Premier Zapatero verklaarde deze week dat hij geen „verbale oorlog” met de Rooms-Katholieke Kerk wil. „Ik heb diep respect voor de opvattingen van de Katholieke Kerk, zelfs als ze kritiek op mijn regering heeft”, benadrukte de eerste minister tijdens een persconferentie.
Zapatero probeert zijn beleid te rechtvaardigen met een beroep op de wens van de Spaanse bevolking. Een recente peiling liet zien dat 70 procent van de Spanjaarden voor invoering van het homohuwelijk is. Dat cijfer geeft iets weer van de algemene secularisatie. Weliswaar zegt 90 procent van de Spaanse burgers rooms-katholiek te zijn, maar slechts eenvijfde van hen gaat regelmatig naar de kerk. De meeste inwoners van het mediterrane land houden er bovendien zeer liberale opvattingen op na als het om sociale en ethische kwesties gaat.

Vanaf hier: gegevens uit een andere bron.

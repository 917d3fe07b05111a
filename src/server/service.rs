// SPDX-FileCopyrightText: Copyright (c) 2017-2024 slowtec GmbH <post@slowtec.de>
// SPDX-License-Identifier: MIT OR Apache-2.0

use std::{future::Future, ops::Deref, pin::Pin, sync::Arc};

use log::{debug, trace};

use crate::{
    backend::Backend,
    error::LinkError,
    frame::{Request, Response, UnitRequest},
};

/// A Modbus server service.
pub trait Service {
    /// Requests handled by the service.
    type Request;

    /// Responses sent by the service.
    type Response;

    /// Failures that terminate the connection of the request.
    type Exception;

    /// The future response value.
    type Future: Future<Output = Result<Self::Response, Self::Exception>> + Send;

    /// Process the request and return the response asynchronously.
    fn call(&self, req: Self::Request) -> Self::Future;
}

impl<D> Service for D
where
    D: Deref + ?Sized,
    D::Target: Service,
{
    type Request = <D::Target as Service>::Request;
    type Response = <D::Target as Service>::Response;
    type Exception = <D::Target as Service>::Exception;
    type Future = <D::Target as Service>::Future;

    /// A forwarding blanket impl to support smart pointers around [`Service`].
    fn call(&self, req: Self::Request) -> Self::Future {
        self.deref().call(req)
    }
}

/// Dispatches decoded TCP requests onto the shared [`Backend`].
///
/// Cloning is cheap, all clones share the same backend.
#[derive(Debug)]
pub struct Gateway<B: ?Sized> {
    backend: Arc<B>,
}

impl<B: ?Sized> Clone for Gateway<B> {
    fn clone(&self) -> Self {
        Self {
            backend: Arc::clone(&self.backend),
        }
    }
}

impl<B> Gateway<B>
where
    B: Backend + 'static,
{
    #[must_use]
    pub fn new(backend: B) -> Self {
        Self::from_shared(Arc::new(backend))
    }
}

impl<B> Gateway<B>
where
    B: Backend + ?Sized + 'static,
{
    #[must_use]
    pub fn from_shared(backend: Arc<B>) -> Self {
        Self { backend }
    }

    #[must_use]
    pub fn backend(&self) -> &Arc<B> {
        &self.backend
    }

    async fn dispatch(backend: Arc<B>, req: UnitRequest) -> Result<Response, LinkError> {
        let UnitRequest { unit, request } = req;
        trace!("Dispatching {request:?} to unit {unit}");
        match request {
            Request::ReadHoldingRegisters(address, quantity) => {
                let data = backend
                    .read_holding_registers(unit, address, quantity)
                    .await?;
                debug!("Unit {unit} holding registers at {address}: {:02X?}", &data[..]);
                Ok(Response::ReadHoldingRegisters(data))
            }
            Request::ReadInputRegisters(address, quantity) => {
                let data = backend
                    .read_input_registers(unit, address, quantity)
                    .await?;
                debug!("Unit {unit} input registers at {address}: {:02X?}", &data[..]);
                Ok(Response::ReadInputRegisters(data))
            }
            Request::WriteMultipleRegisters(address, requested, data) => {
                debug!("Unit {unit} write at {address}: {:02X?}", &data[..]);
                let (address, quantity) = backend
                    .write_registers(unit, address, requested, data)
                    .await;
                Ok(Response::WriteMultipleRegisters {
                    address,
                    quantity,
                    requested,
                })
            }
        }
    }
}

impl<B> Service for Gateway<B>
where
    B: Backend + ?Sized + 'static,
{
    type Request = UnitRequest;
    type Response = Response;
    type Exception = LinkError;
    type Future = Pin<Box<dyn Future<Output = Result<Response, LinkError>> + Send>>;

    fn call(&self, req: Self::Request) -> Self::Future {
        Box::pin(Self::dispatch(Arc::clone(&self.backend), req))
    }
}

#[cfg(test)]
mod tests {
    use std::sync::Mutex;

    use async_trait::async_trait;

    use crate::{
        bytes::Bytes,
        frame::{Address, Quantity, RegisterKind, UnitId},
    };

    use super::*;

    #[derive(Debug, Default)]
    struct MockBackend {
        reads: Mutex<Vec<(UnitId, Address, Quantity, RegisterKind)>>,
        writes: Mutex<Vec<(UnitId, Address, Quantity, Bytes)>>,
        fail_reads: bool,
    }

    #[async_trait]
    impl Backend for MockBackend {
        async fn read_registers(
            &self,
            unit: UnitId,
            address: Address,
            quantity: Quantity,
            kind: RegisterKind,
        ) -> Result<Bytes, LinkError> {
            self.reads
                .lock()
                .unwrap()
                .push((unit, address, quantity, kind));
            if self.fail_reads {
                return Err(LinkError::Timeout);
            }
            Ok(Bytes::from(vec![0xAB; usize::from(quantity) * 2]))
        }

        async fn write_registers(
            &self,
            unit: UnitId,
            address: Address,
            quantity: Quantity,
            data: Bytes,
        ) -> (Address, Quantity) {
            self.writes
                .lock()
                .unwrap()
                .push((unit, address, quantity, data));
            (address, quantity - 1)
        }
    }

    #[tokio::test]
    async fn dispatch_reads_by_register_kind() {
        let gateway = Gateway::new(MockBackend::default());
        let rsp = gateway
            .call(UnitRequest {
                unit: 3,
                request: Request::ReadInputRegisters(8, 2),
            })
            .await
            .unwrap();
        assert_eq!(
            rsp,
            Response::ReadInputRegisters(Bytes::from_static(&[0xAB; 4]))
        );
        let rsp = gateway
            .call(UnitRequest {
                unit: 3,
                request: Request::ReadHoldingRegisters(8, 1),
            })
            .await
            .unwrap();
        assert_eq!(
            rsp,
            Response::ReadHoldingRegisters(Bytes::from_static(&[0xAB; 2]))
        );
        assert_eq!(
            *gateway.backend().reads.lock().unwrap(),
            vec![(3, 8, 2, RegisterKind::Input), (3, 8, 1, RegisterKind::Holding)]
        );
    }

    #[tokio::test]
    async fn read_failure_is_an_exception() {
        let gateway = Gateway::new(MockBackend {
            fail_reads: true,
            ..Default::default()
        });
        let err = gateway
            .call(UnitRequest {
                unit: 1,
                request: Request::ReadHoldingRegisters(0, 1),
            })
            .await
            .unwrap_err();
        assert!(matches!(err, LinkError::Timeout));
    }

    #[tokio::test]
    async fn write_reports_backend_ack_and_requested_quantity() {
        let gateway = Gateway::new(MockBackend::default());
        let data = Bytes::from_static(&[0x00, 0x01, 0x00, 0x02]);
        let rsp = gateway
            .call(UnitRequest {
                unit: 2,
                request: Request::WriteMultipleRegisters(5, 2, data.clone()),
            })
            .await
            .unwrap();
        assert_eq!(
            rsp,
            Response::WriteMultipleRegisters {
                address: 5,
                quantity: 1,
                requested: 2,
            }
        );
        assert_eq!(*gateway.backend().writes.lock().unwrap(), vec![(2, 5, 2, data)]);
    }
}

Het einde van de liberalisering lijkt dan ook bepaald nog niet in zicht, getuige ook de uitspraak van de homoseksuele socialistische politicus Pedro Zerolo. „Tijdens de acht jaar dat wij in de oppositie zaten, hebben we altijd tegen de Spanjaarden gezegd: Stem op ons en kies voor een regering die er is voor alle Spanjaarden en zich speciaal voor de minderheden inzet. Het homohuwelijk is slechts een onderdeel van een hele serie sociale hervormingen die wij hebben gepland.”